Go through the entries below and copy every line that holds the word "ChatEngine".
[Task data Boundary: Start]
//! Transport trait abstraction.
//!
//! The backend is an external collaborator: it creates opaque session ids
//! and serves the streaming response body. Implementations include the
//! production reqwest-based adapter and scripted mocks for tests.

use async_trait::async_trait;
use bytes::Bytes;
use futures::Stream;
use std::pin::Pin;
use thiserror::Error;

use crate::models::StreamRequest;

/// Raw byte stream produced by a transport. Chunk boundaries are arbitrary
/// and may split multi-byte characters or in-band tags.
pub type ByteStream = Pin<Box<dyn Stream<Item = Result<Bytes, TransportError>> + Send>>;

/// Errors raised by transport implementations.
#[derive(Debug, Clone, Error, PartialEq, Eq)]
pub enum TransportError {
    /// Session creation with the backend failed.
    #[error("session creation failed: {0}")]
    SessionCreate(String),

    /// Opening the stream failed before any bytes arrived.
    #[error("connection failed: {0}")]
    Connect(String),

    /// Reading from an open stream failed.
    #[error("stream read failed: {0}")]
    Read(String),

    /// Server returned a non-success status.
    #[error("server error ({status}): {message}")]
    Status { status: u16, message: String },
}

/// Trait for the streaming backend collaborator.
#[async_trait]
pub trait StreamTransport: Send + Sync {
    /// Create a conversation session, returning an opaque server-assigned id.
    async fn create_session(&self) -> Result<String, TransportError>;

    /// Open the streaming response for one submission.
    async fn open_stream(&self, request: &StreamRequest) -> Result<ByteStream, TransportError>;
}
//! Mock adapters for testing.

mod transport;

pub use transport::MockTransport;
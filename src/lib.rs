//! kbchat - streaming ingestion core for a knowledge-base chat client
//!
//! This library turns a live token stream from a generation backend into
//! consistent, incrementally updated conversation state. The surrounding
//! application (screens, rendering, settings) is an external collaborator:
//! it calls [`engine::ChatEngine::submit`] / [`engine::ChatEngine::cancel`]
//! and renders whatever message-list snapshots the engine publishes.

pub mod adapters;
pub mod cancel;
pub mod engine;
pub mod error;
pub mod models;
pub mod notify;
pub mod sse;
pub mod traits;

pub use cancel::CancelToken;
pub use engine::{ChatEngine, ConversationState};
pub use error::{ChatError, ChatResult};
pub use models::{Message, MessageStatus, RetrieveResult, Role, StreamRequest, SubmitOptions};
pub use notify::{Notification, NotificationLevel, Notifier};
[Task data Boundary: End]
__Solved problem__
//! it calls [`engine::ChatEngine::submit`] / [`engine::ChatEngine::cancel`]
pub use engine::{ChatEngine, ConversationState};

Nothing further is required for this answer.